Mestre, nunca fomos japoneses
Morre Luis Aragonés, o homem que mudou o destino da seleção espanhola
“Você não é japonês, você me entende o que eu te digo”. Me disse, certa noite. Estou te vendo, no quarto de um hotel e sei que terei saudade. Muita. Porque eu queria muito bem a Luis Aragonés. E com Luis falei muito.
Sabia que não estava bem, mas nunca pensei que tinha algo tão grave, que partiria tão cedo, tão rápido, desta maneira. “Estou bem, estou bem”, me dizia quando lhe perguntavam. Falava de vez em quando com ele, porque para mim sempre, desde o dia que lhe conheci, foi uma referência absoluta. Suponho que seja o treinador com quem mais horas passei falando de futebol. Subia ao quarto de hotel e falávamos horas, às vezes do estilo “essa é a chave, Xavi, saber o que queremos jogar”, sempre da importância de juntar os bons no campo e também do importância de não ter medo de ninguém, de nenhum time, por mais que eles corram mais. “Você e eu sabemos que a bola corre mais que eles. E que a tocamos melhor que eles”, me disse. De Luis tenho as melhores lembranças de uma conversa, de um encontro pelos corredores, de um aparecimento no refeitório, porque sempre te deixava algo. E sempre tinha razão, sempre.
Luis é fundamental em minha carreira e na história de La Roja. Sem ele, nada seria o mesmo, impossível.
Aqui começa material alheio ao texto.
//! End-to-end crawl runs against a mock venue

use crate::fixtures::symbol_page;
use energy_symbol_crawler::config::{CrawlConfig, LoadType};
use energy_symbol_crawler::crawler::events::{CrawlEvent, MemorySink, Severity};
use energy_symbol_crawler::crawler::Crawler;
use energy_symbol_crawler::fetcher::loader_http::LoaderHttpClient;
use energy_symbol_crawler::fetcher::DocumentFetcher;
use energy_symbol_crawler::shutdown::ShutdownCoordinator;
use std::sync::Arc;
use std::time::Duration;
use wiremock::matchers::{method, path, query_param};
use wiremock::{Mock, MockServer, ResponseTemplate};

fn config(server: &MockServer) -> CrawlConfig {
    CrawlConfig::default()
        .with_dates("1400/01/01", "1400/01/02")
        .unwrap()
        .with_load_types(vec![LoadType::new("Base", "B"), LoadType::new("Peak", "P")])
        .with_base_url(server.uri())
}

fn crawler(config: &CrawlConfig) -> Crawler {
    let fetcher: Arc<dyn DocumentFetcher> = Arc::new(LoaderHttpClient::from_config(config).unwrap());
    Crawler::new(fetcher)
}

async fn serve(server: &MockServer, identifier: &str, template: ResponseTemplate) {
    Mock::given(method("GET"))
        .and(path("/Loader.aspx"))
        .and(query_param("i", identifier))
        .respond_with(template)
        .mount(server)
        .await;
}

fn page(ins_code: &str) -> ResponseTemplate {
    ResponseTemplate::new(200).set_body_string(symbol_page(ins_code, &[("1400/01/01", "100")]))
}

#[tokio::test]
async fn test_failed_identifier_is_isolated() {
    let server = MockServer::start().await;
    serve(&server, "DAP00PFBEXD000101", page("1")).await;
    serve(&server, "DAP00PFBEXD000102", ResponseTemplate::new(500).set_body_string("boom")).await;
    serve(&server, "DAP00PFPEXD000101", page("3")).await;
    serve(&server, "DAP00PFPEXD000102", page("4")).await;

    let config = config(&server);
    let sink = MemorySink::new();
    let result = crawler(&config).run(&config, &sink).await.unwrap();

    assert_eq!(result.attempted, 4);
    assert!(!result.interrupted);
    let ins_codes: Vec<&str> = result.records().map(|r| r.ins_code.as_str()).collect();
    assert_eq!(ins_codes, ["1", "3", "4"]);
    assert_eq!(result.failures.len(), 1);
    assert_eq!(result.failures[0].identifier.as_str(), "DAP00PFBEXD000102");

    let failed = sink.with_severity(Severity::Error);
    assert_eq!(failed.len(), 1);
    match &failed[0] {
        CrawlEvent::FetchFailed {
            counter,
            status,
            response,
            request,
            ..
        } => {
            assert_eq!(*counter, 2);
            assert_eq!(*status, Some(500));
            assert_eq!(response.as_deref(), Some("boom"));
            assert!(request.as_deref().unwrap().ends_with("i=DAP00PFBEXD000102"));
        }
        other => panic!("unexpected event {other:?}"),
    }
}

#[tokio::test]
async fn test_timed_out_identifier_is_isolated() {
    let server = MockServer::start().await;
    serve(&server, "DAP00PFBEXD000101", page("1")).await;
    serve(
        &server,
        "DAP00PFBEXD000102",
        page("2").set_delay(Duration::from_secs(3)),
    )
    .await;
    serve(&server, "DAP00PFBEXD000103", page("3")).await;

    let config = config(&server)
        .with_dates("1400/01/01", "1400/01/03")
        .unwrap()
        .with_load_types(vec![LoadType::new("Base", "B")])
        .with_timeout(Duration::from_millis(300));
    let sink = MemorySink::new();
    let result = crawler(&config).run(&config, &sink).await.unwrap();

    let ins_codes: Vec<&str> = result.records().map(|r| r.ins_code.as_str()).collect();
    assert_eq!(ins_codes, ["1", "3"]);
    assert_eq!(result.failures.len(), 1);
    assert_eq!(result.failures[0].date.to_string(), "1400/01/02");

    let failed = sink.with_severity(Severity::Error);
    assert_eq!(failed.len(), 1);
    match &failed[0] {
        CrawlEvent::FetchFailed {
            counter,
            request,
            status,
            response,
            ..
        } => {
            assert_eq!(*counter, 2);
            assert!(request.as_deref().unwrap().ends_with("i=DAP00PFBEXD000102"));
            assert_eq!(*status, None);
            assert_eq!(*response, None);
        }
        other => panic!("unexpected event {other:?}"),
    }
}

#[tokio::test]
async fn test_attempt_log_lines_follow_crawl_order() {
    let server = MockServer::start().await;
    Mock::given(method("GET"))
        .respond_with(page("1"))
        .mount(&server)
        .await;

    let config = config(&server);
    let sink = MemorySink::new();
    crawler(&config).run(&config, &sink).await.unwrap();

    let lines: Vec<String> = sink
        .events()
        .iter()
        .filter(|e| matches!(e, CrawlEvent::Attempt { .. }))
        .map(CrawlEvent::message)
        .collect();
    assert_eq!(
        lines,
        [
            "1,Base,DAP00PFBEXD000101",
            "2,Base,DAP00PFBEXD000102",
            "3,Peak,DAP00PFPEXD000101",
            "4,Peak,DAP00PFPEXD000102",
        ]
    );
}

#[tokio::test]
async fn test_transient_error_recovers_on_retry() {
    let server = MockServer::start().await;
    Mock::given(method("GET"))
        .and(query_param("i", "DAP00PFBEXD000101"))
        .respond_with(ResponseTemplate::new(503))
        .up_to_n_times(1)
        .mount(&server)
        .await;
    Mock::given(method("GET"))
        .respond_with(page("9"))
        .mount(&server)
        .await;

    let config = config(&server).with_dates("1400/01/01", "1400/01/01").unwrap();
    let sink = MemorySink::new();
    let result = crawler(&config)
        .with_max_retries(1)
        .run(&config, &sink)
        .await
        .unwrap();

    assert!(result.is_complete());
    assert_eq!(result.entries.len(), 2);
    let retries = sink
        .events()
        .into_iter()
        .filter(|e| matches!(e, CrawlEvent::Retrying { .. }))
        .count();
    assert_eq!(retries, 1);
}

#[tokio::test]
async fn test_malformed_page_kept_with_empty_fields() {
    let server = MockServer::start().await;
    Mock::given(method("GET"))
        .respond_with(ResponseTemplate::new(200).set_body_string("<html>Service Unavailable</html>"))
        .mount(&server)
        .await;

    let config = config(&server)
        .with_dates("1400/01/01", "1400/01/01")
        .unwrap()
        .with_load_types(vec![LoadType::new("Base", "B")]);
    let sink = MemorySink::new();
    let result = crawler(&config).run(&config, &sink).await.unwrap();

    assert_eq!(result.entries.len(), 1);
    assert_eq!(result.entries[0].record.ins_code, "");
    assert!(sink
        .events()
        .iter()
        .any(|e| matches!(e, CrawlEvent::MalformedDocument { .. })));
}

#[tokio::test]
async fn test_concurrent_crawl_matches_sequential() {
    let server = MockServer::start().await;
    serve(&server, "DAP00PFBEXD000101", page("1")).await;
    serve(&server, "DAP00PFBEXD000102", page("2")).await;
    serve(&server, "DAP00PFPEXD000101", page("3")).await;
    serve(&server, "DAP00PFPEXD000102", page("4")).await;

    let config = config(&server);
    let sequential = crawler(&config).run(&config, &MemorySink::new()).await.unwrap();
    let concurrent = crawler(&config)
        .with_concurrency(4)
        .run(&config, &MemorySink::new())
        .await
        .unwrap();

    assert_eq!(sequential, concurrent);
}

#[tokio::test]
async fn test_shutdown_before_start_skips_everything() {
    let server = MockServer::start().await;
    Mock::given(method("GET"))
        .respond_with(page("1"))
        .expect(0)
        .mount(&server)
        .await;

    let shutdown = ShutdownCoordinator::shared();
    shutdown.request_shutdown();

    let config = config(&server);
    let sink = MemorySink::new();
    let result = crawler(&config)
        .with_shutdown(shutdown)
        .run(&config, &sink)
        .await
        .unwrap();

    assert!(result.interrupted);
    assert_eq!(result.attempted, 0);
    assert!(result.entries.is_empty());
    assert!(sink
        .events()
        .iter()
        .any(|e| matches!(e, CrawlEvent::Interrupted { attempted: 0, total: 4 })));
}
Com ele tudo começou
Luis encarava; te olhava no treinamento, se aproximava e lhe dizia: “Você está sendo cara de pau, veio treinar hoje e eu não te vejo. Não gosto de caras de pau! E ia embora. Luis nunca enganava, ia direto ao ponto. “Você não joga porque está com pena de si nessa semana”, “Está cansado ou que?”, “Hoje você está fantástico, nesta semana vai pintar e bordar”. “Acham que eu chupo o dedo, que eu sou babaca?” Assim era Luis, próximo, para valer.
Outro dia, me lembrei um episódio da primeira vez que ele me convocou para a seleção. Não havia me chamado na primeira convocação e, em setembro, quando eu já não esperava mais nada, ele estava me esperando. “O que você pensa? Que o filho de puta do velho não o ia trazer, é?”. E eu, apavorado, lhe disse: “Não, não, em nenhum momento pensei algo assim, mestre”. E ele, puro Luis, me disse: “Sim, sim, sim, a mim não vai enganar. Venha, para cima, e já falaremos”. E falamos nesse dia por mil horas.
Luis é fundamental em minha carreira e na história de La Roja. Sem ele, nada seria o mesmo, impossível. Foi com ele que tudo começou, porque ele nos juntou aos pequenos, Iniesta, Cazorla, Cesc, Silva, Vila... Com Luis fizemos a revolução, mudamos a fúria pela bola e demonstramos ao mundo que se pode ganhar jogando bem. Se não ganhamos na Eurocopa, se não ganhássemos a Copa do Mundo, claro que nesse sentido, foi fundamental a chegada de Del Bosque, outro fenômeno.
Com Luis fizemos a revolução, mudamos a fúria pela bola e demonstramos ao mundo que pode se ganhar jogando bem
Foi ele quem marcou o caminho, que deu à Espanha o estilo que tem hoje. Nisso, sempre coincidimos. Foi Luis quem viu o que tinha e apostou nos jogadores mais novos. “Vou colocar os bons, porque são tão bons que vamos ganhar a Eurocopa”. E ganhamos. Foi inteligente e muito valente.
No campo pessoal, Luis me fez sentir importante quando minha autoestima era um desastre. Me deu o comando da seleção quando eu não tinha nem o do Barça. “Aqui você é quem manda”, me disse, “e que critiquem a mim”. Decidi devolver a confiança em campo. Se fui eleito o melhor jogador da Eurocopa foi por ele, embora ele sempre negasse. Comigo teve detalhes inesquecíveis. Na Alemanha não cheguei bem, mas me esperou. Vinha me ver no Barcelona, preocupado com meu joelho. Veio Paredes [preparador físico] subir a montanha La Mola enquanto eu me recuperava... Luis me chamava a cada dois ou três dias. “Aperte Xavi, espero que não durma”.
A palavra futebol no dicionário teria que levar ao lado a foto de Luis. Luis é o futebol em forma de homem, o futebol em forma de pessoa.
Até sempre, mestre. E obrigado por tudo. E saiba: você e eu nunca fomos japoneses.